(Entries shown Opens)

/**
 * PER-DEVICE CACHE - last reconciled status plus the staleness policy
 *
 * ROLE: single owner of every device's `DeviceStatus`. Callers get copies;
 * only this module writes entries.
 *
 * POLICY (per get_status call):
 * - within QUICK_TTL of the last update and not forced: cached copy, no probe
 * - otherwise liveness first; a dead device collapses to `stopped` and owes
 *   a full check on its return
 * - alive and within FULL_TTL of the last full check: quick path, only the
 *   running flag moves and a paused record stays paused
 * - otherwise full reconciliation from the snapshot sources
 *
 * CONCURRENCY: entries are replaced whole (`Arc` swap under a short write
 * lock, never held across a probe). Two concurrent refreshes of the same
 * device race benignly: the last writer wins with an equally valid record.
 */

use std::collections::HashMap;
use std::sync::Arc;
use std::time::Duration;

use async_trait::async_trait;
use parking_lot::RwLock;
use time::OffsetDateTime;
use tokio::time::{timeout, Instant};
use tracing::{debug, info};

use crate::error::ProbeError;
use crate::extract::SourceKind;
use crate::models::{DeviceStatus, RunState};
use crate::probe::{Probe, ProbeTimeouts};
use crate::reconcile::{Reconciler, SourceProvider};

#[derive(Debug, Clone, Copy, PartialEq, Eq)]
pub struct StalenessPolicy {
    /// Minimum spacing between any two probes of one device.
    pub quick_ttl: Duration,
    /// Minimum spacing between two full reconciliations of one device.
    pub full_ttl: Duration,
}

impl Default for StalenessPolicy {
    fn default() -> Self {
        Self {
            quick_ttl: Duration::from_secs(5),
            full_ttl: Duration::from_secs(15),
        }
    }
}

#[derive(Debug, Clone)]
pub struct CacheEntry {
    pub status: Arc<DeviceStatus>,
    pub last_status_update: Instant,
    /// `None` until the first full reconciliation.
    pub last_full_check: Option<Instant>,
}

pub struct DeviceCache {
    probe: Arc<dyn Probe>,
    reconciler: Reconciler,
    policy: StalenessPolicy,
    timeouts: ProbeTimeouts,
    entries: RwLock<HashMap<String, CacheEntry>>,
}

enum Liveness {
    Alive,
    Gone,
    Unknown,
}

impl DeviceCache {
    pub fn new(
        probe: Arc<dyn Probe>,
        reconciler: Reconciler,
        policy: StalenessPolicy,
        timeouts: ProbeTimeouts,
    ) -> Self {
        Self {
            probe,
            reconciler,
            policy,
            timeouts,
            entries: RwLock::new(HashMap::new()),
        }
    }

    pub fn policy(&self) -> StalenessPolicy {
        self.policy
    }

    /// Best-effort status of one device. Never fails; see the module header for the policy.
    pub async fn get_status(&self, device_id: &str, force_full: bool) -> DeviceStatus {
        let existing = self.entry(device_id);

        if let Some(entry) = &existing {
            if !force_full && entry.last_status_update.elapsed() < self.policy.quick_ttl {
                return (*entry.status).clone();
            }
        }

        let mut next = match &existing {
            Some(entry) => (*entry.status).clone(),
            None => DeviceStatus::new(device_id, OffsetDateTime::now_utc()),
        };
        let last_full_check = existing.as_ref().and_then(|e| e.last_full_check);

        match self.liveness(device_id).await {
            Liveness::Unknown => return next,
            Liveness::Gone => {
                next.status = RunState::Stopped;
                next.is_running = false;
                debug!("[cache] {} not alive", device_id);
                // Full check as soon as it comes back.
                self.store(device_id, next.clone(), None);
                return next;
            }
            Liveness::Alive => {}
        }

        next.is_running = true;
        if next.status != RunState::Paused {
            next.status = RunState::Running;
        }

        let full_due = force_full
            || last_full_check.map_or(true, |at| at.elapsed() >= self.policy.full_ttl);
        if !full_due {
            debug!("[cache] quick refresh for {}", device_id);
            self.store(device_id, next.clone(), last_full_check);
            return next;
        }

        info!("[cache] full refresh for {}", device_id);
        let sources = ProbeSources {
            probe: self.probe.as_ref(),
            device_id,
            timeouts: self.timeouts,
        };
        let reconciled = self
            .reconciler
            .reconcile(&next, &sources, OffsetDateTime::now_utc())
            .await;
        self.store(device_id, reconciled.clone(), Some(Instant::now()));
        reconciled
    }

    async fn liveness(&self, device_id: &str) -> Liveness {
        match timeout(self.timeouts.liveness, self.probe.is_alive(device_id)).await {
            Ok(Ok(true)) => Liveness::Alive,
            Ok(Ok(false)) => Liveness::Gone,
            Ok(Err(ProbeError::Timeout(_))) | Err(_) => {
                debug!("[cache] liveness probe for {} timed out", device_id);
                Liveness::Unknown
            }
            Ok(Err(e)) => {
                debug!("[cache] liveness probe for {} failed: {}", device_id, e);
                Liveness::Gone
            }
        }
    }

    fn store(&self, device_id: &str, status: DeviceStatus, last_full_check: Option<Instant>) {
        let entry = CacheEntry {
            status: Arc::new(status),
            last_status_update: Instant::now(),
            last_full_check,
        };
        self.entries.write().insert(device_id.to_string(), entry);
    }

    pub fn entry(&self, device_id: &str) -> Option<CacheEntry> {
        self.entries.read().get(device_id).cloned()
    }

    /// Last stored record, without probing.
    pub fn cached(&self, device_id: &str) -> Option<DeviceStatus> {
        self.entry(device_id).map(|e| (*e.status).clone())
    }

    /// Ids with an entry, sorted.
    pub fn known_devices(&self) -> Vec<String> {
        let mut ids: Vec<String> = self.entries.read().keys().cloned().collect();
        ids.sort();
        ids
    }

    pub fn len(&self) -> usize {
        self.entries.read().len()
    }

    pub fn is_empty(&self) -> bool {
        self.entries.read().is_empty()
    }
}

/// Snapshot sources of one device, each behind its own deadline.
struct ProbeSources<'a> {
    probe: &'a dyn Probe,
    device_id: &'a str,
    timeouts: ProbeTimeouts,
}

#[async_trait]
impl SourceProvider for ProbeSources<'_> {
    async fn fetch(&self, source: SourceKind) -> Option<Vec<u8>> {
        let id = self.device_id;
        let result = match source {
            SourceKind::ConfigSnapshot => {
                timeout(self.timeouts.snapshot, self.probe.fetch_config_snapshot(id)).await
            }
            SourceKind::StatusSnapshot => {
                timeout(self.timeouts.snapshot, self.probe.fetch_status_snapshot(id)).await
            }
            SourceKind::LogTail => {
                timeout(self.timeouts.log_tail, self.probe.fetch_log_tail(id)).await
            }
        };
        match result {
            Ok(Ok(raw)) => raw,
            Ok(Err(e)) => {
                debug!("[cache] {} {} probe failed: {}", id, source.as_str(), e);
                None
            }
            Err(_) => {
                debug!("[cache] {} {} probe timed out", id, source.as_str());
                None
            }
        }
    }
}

(Entries shown Closes)

What you return must be an exact retyping of the lines above starting at the line with "equally valid record." and ending at the line with "use crate::error::ProbeError;", and nothing besides.

Answer for the task:
 * device race benignly: the last writer wins with an equally valid record.
 */

use std::collections::HashMap;
use std::sync::Arc;
use std::time::Duration;

use async_trait::async_trait;
use parking_lot::RwLock;
use time::OffsetDateTime;
use tokio::time::{timeout, Instant};
use tracing::{debug, info};

use crate::error::ProbeError;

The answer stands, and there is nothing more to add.